3.3.1.3. L’approche interactionniste de la personnalité
Dans la lignée d’Allport (1937, cité par Griffo & Colvin, 2009), de Murray (1938, cité
par Griffo & Colvin, 2009) et de Cattell (1965, cité par Griffo & Colvin, 2009), Vezina,
Cappeliez et Landreville (1994) adoptent une perspective « interactionniste » de la
personnalité qui est, dans cette acceptation, un processus continu, alliant stabilité et
changement, impliquant une interaction entre la personne et son milieu socioculturel. Ces
chercheurs mettent l’accent sur le fait que la personnalité, à l’âge adulte, se façonne selon
l’impact des facteurs du milieu social. Cette perspective s’appuie sur les recherches illustrant
le rôle moteur que jouent les évènements de vie difficiles et le stress, ainsi que la
reconnaissance par la personne de la nécessité du changement, dans l’évolution de la
personnalité. Comme le souligne Hooker (2002), nous ne pouvons considérer la personnalité
sans les effets de contexte qui engendrent non seulement une évolution au sein de la
dynamique psychologique d’une personne mais également de tout un ensemble d’individus
(effet de cohorte) à la lumière des différentes époques de l’histoire humaine.

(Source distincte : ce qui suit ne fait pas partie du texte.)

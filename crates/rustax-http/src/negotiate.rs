//! Negotiation stages narrowing candidates by path, content type, and Accept
//! preferences, and the final ranking.
//!
//! Each filter keeps the relative order of the survivors and fails with the
//! outcome for its stage when nothing survives.

use rustax_core::MediaType;

use crate::error::DispatchError;
use crate::resolver::{ACCEPT_ANY_RATING, Candidate};

/// Keep candidates whose template matches `path`, recording the captures.
///
/// # Errors
/// [`DispatchError::NotFound`] when no candidate matches.
pub fn filter_by_path<'a>(
    candidates: Vec<Candidate<'a>>,
    path: &str,
) -> Result<Vec<Candidate<'a>>, DispatchError> {
    let matched: Vec<_> = candidates
        .into_iter()
        .filter_map(|mut candidate| {
            candidate.args = candidate.method.template().matches(path)?;
            Some(candidate)
        })
        .collect();

    if matched.is_empty() {
        return Err(DispatchError::NotFound(format!("no method matches {path}")));
    }
    Ok(matched)
}

/// Keep candidates able to consume `content_type`.
///
/// A candidate's declared list (or `defaults` when it declares none) may hold
/// ranges such as `text/*`. Without a content type this stage keeps every
/// candidate and leaves their consumes unset.
///
/// # Errors
/// [`DispatchError::UnsupportedMediaType`] when no candidate qualifies.
pub fn filter_by_consumes<'a>(
    candidates: Vec<Candidate<'a>>,
    content_type: Option<&MediaType>,
    defaults: &[MediaType],
) -> Result<Vec<Candidate<'a>>, DispatchError> {
    let Some(content_type) = content_type else {
        return Ok(candidates);
    };

    let matched: Vec<_> = candidates
        .into_iter()
        .filter_map(|mut candidate| {
            let method = candidate.method;
            let accepted = declared_or(method.consumes(), defaults)
                .iter()
                .any(|declared| declared.matches(content_type));
            accepted.then(|| {
                candidate.consumes = Some(vec![content_type.clone()]);
                candidate
            })
        })
        .collect();

    if matched.is_empty() {
        return Err(DispatchError::UnsupportedMediaType(content_type.to_string()));
    }
    Ok(matched)
}

/// Keep candidates producing something the client accepts, rating each.
///
/// With no Accept preferences every candidate keeps its full declared list
/// (or `defaults`) and gets [`ACCEPT_ANY_RATING`].
///
/// # Errors
/// [`DispatchError::NotAcceptable`] when no candidate qualifies.
pub fn filter_by_produces<'a>(
    candidates: Vec<Candidate<'a>>,
    accept: &[MediaType],
    defaults: &[MediaType],
) -> Result<Vec<Candidate<'a>>, DispatchError> {
    let matched: Vec<_> = candidates
        .into_iter()
        .filter_map(|mut candidate| {
            let method = candidate.method;
            let declared = declared_or(method.produces(), defaults);
            if accept.is_empty() {
                candidate.produces = declared.to_vec();
                candidate.produces_rating = ACCEPT_ANY_RATING;
            } else {
                let (rating, produces) = rate_produces(accept, declared)?;
                candidate.produces = produces;
                candidate.produces_rating = rating;
            }
            Some(candidate)
        })
        .collect();

    if matched.is_empty() {
        let accept: Vec<_> = accept.iter().map(MediaType::as_str).collect();
        return Err(DispatchError::NotAcceptable(accept.join(", ")));
    }
    Ok(matched)
}

/// Rate `produced` against Accept preferences.
///
/// Returns the index of the first preference matching any produced type, and
/// every matching produced type ordered by preference (declaration order
/// within one preference), without duplicates. `None` when nothing matches.
#[must_use]
pub fn rate_produces(
    accept: &[MediaType],
    produced: &[MediaType],
) -> Option<(usize, Vec<MediaType>)> {
    let mut rating = None;
    let mut matched: Vec<MediaType> = Vec::new();
    for (position, range) in accept.iter().enumerate() {
        for media_type in produced.iter().filter(|m| range.matches(m)) {
            rating.get_or_insert(position);
            if !matched.contains(media_type) {
                matched.push(media_type.clone());
            }
        }
    }
    rating.map(|rating| (rating, matched))
}

/// Pick the best candidate: fewest captured arguments, then lowest produces
/// rating. Ties keep declaration order.
#[must_use]
pub fn select_best(mut candidates: Vec<Candidate<'_>>) -> Option<Candidate<'_>> {
    candidates.sort_by_key(|candidate| (candidate.args.len(), candidate.produces_rating));
    candidates.into_iter().next()
}

fn declared_or<'m>(declared: &'m [MediaType], defaults: &'m [MediaType]) -> &'m [MediaType] {
    if declared.is_empty() {
        defaults
    } else {
        declared
    }
}
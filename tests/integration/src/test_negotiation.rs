//! Method selection integration tests.

#[cfg(test)]
mod tests {
    use http::StatusCode;
    use serde_json::json;

    use crate::{body_json, body_text, fixture_dispatcher, request};

    #[test]
    fn test_should_resolve_longest_base_path() {
        let dispatcher = fixture_dispatcher();

        let response = dispatcher.serve(&request("GET", "/api/products/reviews"));
        assert_eq!(body_text(&response), "reviews");

        let response = dispatcher.serve(&request("GET", "/api/products"));
        assert_eq!(body_text(&response), "\"all products\"");

        let response = dispatcher.serve(&request("GET", "/api/"));
        assert_eq!(body_text(&response), "root");
    }

    #[test]
    fn test_should_prefer_literal_segment_over_capture() {
        let response = fixture_dispatcher().serve(&request("GET", "/api/products/featured"));
        assert_eq!(body_json(&response), json!("featured"));

        let response = fixture_dispatcher().serve(&request("GET", "/api/products/lamp"));
        assert_eq!(body_json(&response), json!({"slug": "lamp"}));
    }

    #[test]
    fn test_should_keep_declaration_order_without_accept() {
        let response = fixture_dispatcher().serve(&request("GET", "/api/products/7"));
        assert_eq!(response.header("Content-Type"), Some("application/json"));
        assert_eq!(body_json(&response), json!({"id": "7"}));
    }

    #[test]
    fn test_should_select_by_accept_preference() {
        let dispatcher = fixture_dispatcher();

        let request_text =
            request("GET", "/api/products/7").with_accept_header("text/plain, application/json");
        let response = dispatcher.serve(&request_text);
        assert_eq!(response.header("Content-Type"), Some("text/plain"));
        assert_eq!(body_text(&response), "product 7");

        let request_json = request("GET", "/api/products/7")
            .with_accept_header("text/plain;q=0.2, application/json");
        let response = dispatcher.serve(&request_json);
        assert_eq!(response.header("Content-Type"), Some("application/json"));
    }

    #[test]
    fn test_should_use_wildcard_accept_ranges() {
        let response = fixture_dispatcher()
            .serve(&request("GET", "/api/products/7").with_accept_header("text/*"));
        assert_eq!(body_text(&response), "product 7");
    }

    #[test]
    fn test_should_serialize_with_first_client_preference() {
        let response = fixture_dispatcher().serve(
            &request("GET", "/api/products").with_accept_header("text/plain, application/json"),
        );
        assert_eq!(response.header("Content-Type"), Some("text/plain"));
        assert_eq!(body_text(&response), "all products");
    }

    #[test]
    fn test_should_ignore_trailing_slash() {
        let dispatcher = fixture_dispatcher();
        let with_slash = dispatcher.serve(&request("GET", "/api/products/7/"));
        let without = dispatcher.serve(&request("GET", "/api/products/7"));
        assert_eq!(with_slash, without);
        assert_eq!(with_slash.status(), StatusCode::OK);
    }

    #[test]
    fn test_should_reject_unacceptable_accept() {
        let response = fixture_dispatcher()
            .serve(&request("GET", "/api/products/7").with_accept_header("image/png"));
        assert_eq!(response.status(), StatusCode::NOT_ACCEPTABLE);
    }
}
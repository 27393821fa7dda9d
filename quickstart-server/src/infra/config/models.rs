use serde::{Deserialize, Serialize};
use std::{fmt, path::PathBuf, str::FromStr};
use thiserror::Error;

pub const DEFAULT_HOST: &str = "0.0.0.0";
pub const DEFAULT_PORT: u16 = 8000;
pub const DEFAULT_MAX_CONNECTIONS: u32 = 10;

#[derive(Debug, Clone)]
pub struct Config {
    pub server: ServerConfig,
    pub storage: StorageConfig,
    pub database: DatabaseConfig,
    pub cors: CorsConfig,
    pub dev_mode: bool,
    pub metadata: ConfigMetadata,
}

impl Config {
    /// `host:port` string handed to the listener.
    pub fn bind_address(&self) -> String {
        format!("{}:{}", self.server.host, self.server.port)
    }
}

impl Default for Config {
    fn default() -> Self {
        Self {
            server: ServerConfig {
                host: DEFAULT_HOST.to_string(),
                port: DEFAULT_PORT,
            },
            storage: StorageConfig {
                backend: StorageBackend::Memory,
            },
            database: DatabaseConfig {
                url: None,
                max_connections: DEFAULT_MAX_CONNECTIONS,
            },
            cors: CorsConfig::default(),
            dev_mode: false,
            metadata: ConfigMetadata::default(),
        }
    }
}

#[derive(Debug, Clone)]
pub struct ServerConfig {
    pub host: String,
    pub port: u16,
}

#[derive(Debug, Clone)]
pub struct StorageConfig {
    pub backend: StorageBackend,
}

/// Where user documents are kept.
#[derive(Debug, Clone, Copy, PartialEq, Eq, Serialize, Deserialize)]
#[serde(rename_all = "lowercase")]
pub enum StorageBackend {
    Postgres,
    Memory,
}

impl StorageBackend {
    pub fn as_str(self) -> &'static str {
        match self {
            Self::Postgres => "postgres",
            Self::Memory => "memory",
        }
    }
}

impl fmt::Display for StorageBackend {
    fn fmt(&self, f: &mut fmt::Formatter<'_>) -> fmt::Result {
        f.write_str(self.as_str())
    }
}

#[derive(Debug, Clone, Error)]
#[error("unknown storage backend '{0}' (expected 'postgres' or 'memory')")]
pub struct UnknownStorageBackend(pub String);

impl FromStr for StorageBackend {
    type Err = UnknownStorageBackend;

    fn from_str(raw: &str) -> Result<Self, Self::Err> {
        match raw.trim().to_ascii_lowercase().as_str() {
            "postgres" | "postgresql" => Ok(Self::Postgres),
            "memory" | "in-memory" => Ok(Self::Memory),
            _ => Err(UnknownStorageBackend(raw.to_string())),
        }
    }
}

#[derive(Debug, Clone)]
pub struct DatabaseConfig {
    pub url: Option<String>,
    pub max_connections: u32,
}

#[derive(Debug, Clone)]
pub struct CorsConfig {
    pub allowed_origins: Vec<String>,
    pub allowed_methods: Vec<String>,
    pub allowed_headers: Vec<String>,
    pub allow_credentials: bool,
}

impl CorsConfig {
    pub fn is_wildcard_included(&self) -> bool {
        self.allowed_origins
            .iter()
            .any(|origin| origin.trim() == "*")
    }
}

impl Default for CorsConfig {
    fn default() -> Self {
        Self {
            allowed_origins: default_cors_origins(),
            allowed_methods: default_cors_methods(),
            allowed_headers: default_cors_headers(),
            allow_credentials: false,
        }
    }
}

#[derive(Debug, Clone, Default)]
pub struct ConfigMetadata {
    pub config_path: Option<PathBuf>,
    pub env_file_loaded: bool,
}

pub(crate) fn default_cors_origins() -> Vec<String> {
    vec![
        "http://localhost:3000".to_string(),
        "http://localhost:8000".to_string(),
    ]
}

pub(crate) fn default_cors_methods() -> Vec<String> {
    ["GET", "POST", "PUT", "PATCH", "DELETE", "OPTIONS"]
        .into_iter()
        .map(String::from)
        .collect()
}

pub(crate) fn default_cors_headers() -> Vec<String> {
    ["Accept", "Authorization", "Content-Type"]
        .into_iter()
        .map(String::from)
        .collect()
}

#[cfg(test)]
mod tests {
    use super::*;

    #[test]
    fn storage_backend_parses_aliases() {
        assert_eq!("Postgres".parse::<StorageBackend>().unwrap(), StorageBackend::Postgres);
        assert_eq!("postgresql".parse::<StorageBackend>().unwrap(), StorageBackend::Postgres);
        assert_eq!(" memory ".parse::<StorageBackend>().unwrap(), StorageBackend::Memory);
        assert!("mongo".parse::<StorageBackend>().is_err());
    }

    #[test]
    fn defaults_bind_all_interfaces_on_8000() {
        let config = Config::default();
        assert_eq!(config.bind_address(), "0.0.0.0:8000");
        assert_eq!(config.storage.backend, StorageBackend::Memory);
        assert!(!config.cors.is_wildcard_included());
    }
}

La personnalité est un constituant fondamental de tout individu. Selon ses
différentes expressions, elle sous‐tendra tel ou tel type de mécanismes psychiques
adaptatifs face aux contingences de la vie. Nous pouvons distinguer, nous semble‐t‐il, deux
types de mécanismes à l’œuvre lors d’un vécu de perte : des mécanismes psychiques
réminiscence. Apprécions, dès à présent, leurs caractéristiques et leurs particularités au
service de l’équilibre psychique de la personne âgée.
Dans le document
Le Trouble du Deuil Persistant chez la Personne Âgée : évaluation et Étude des Effets de la Personnalité
(Page 86-90)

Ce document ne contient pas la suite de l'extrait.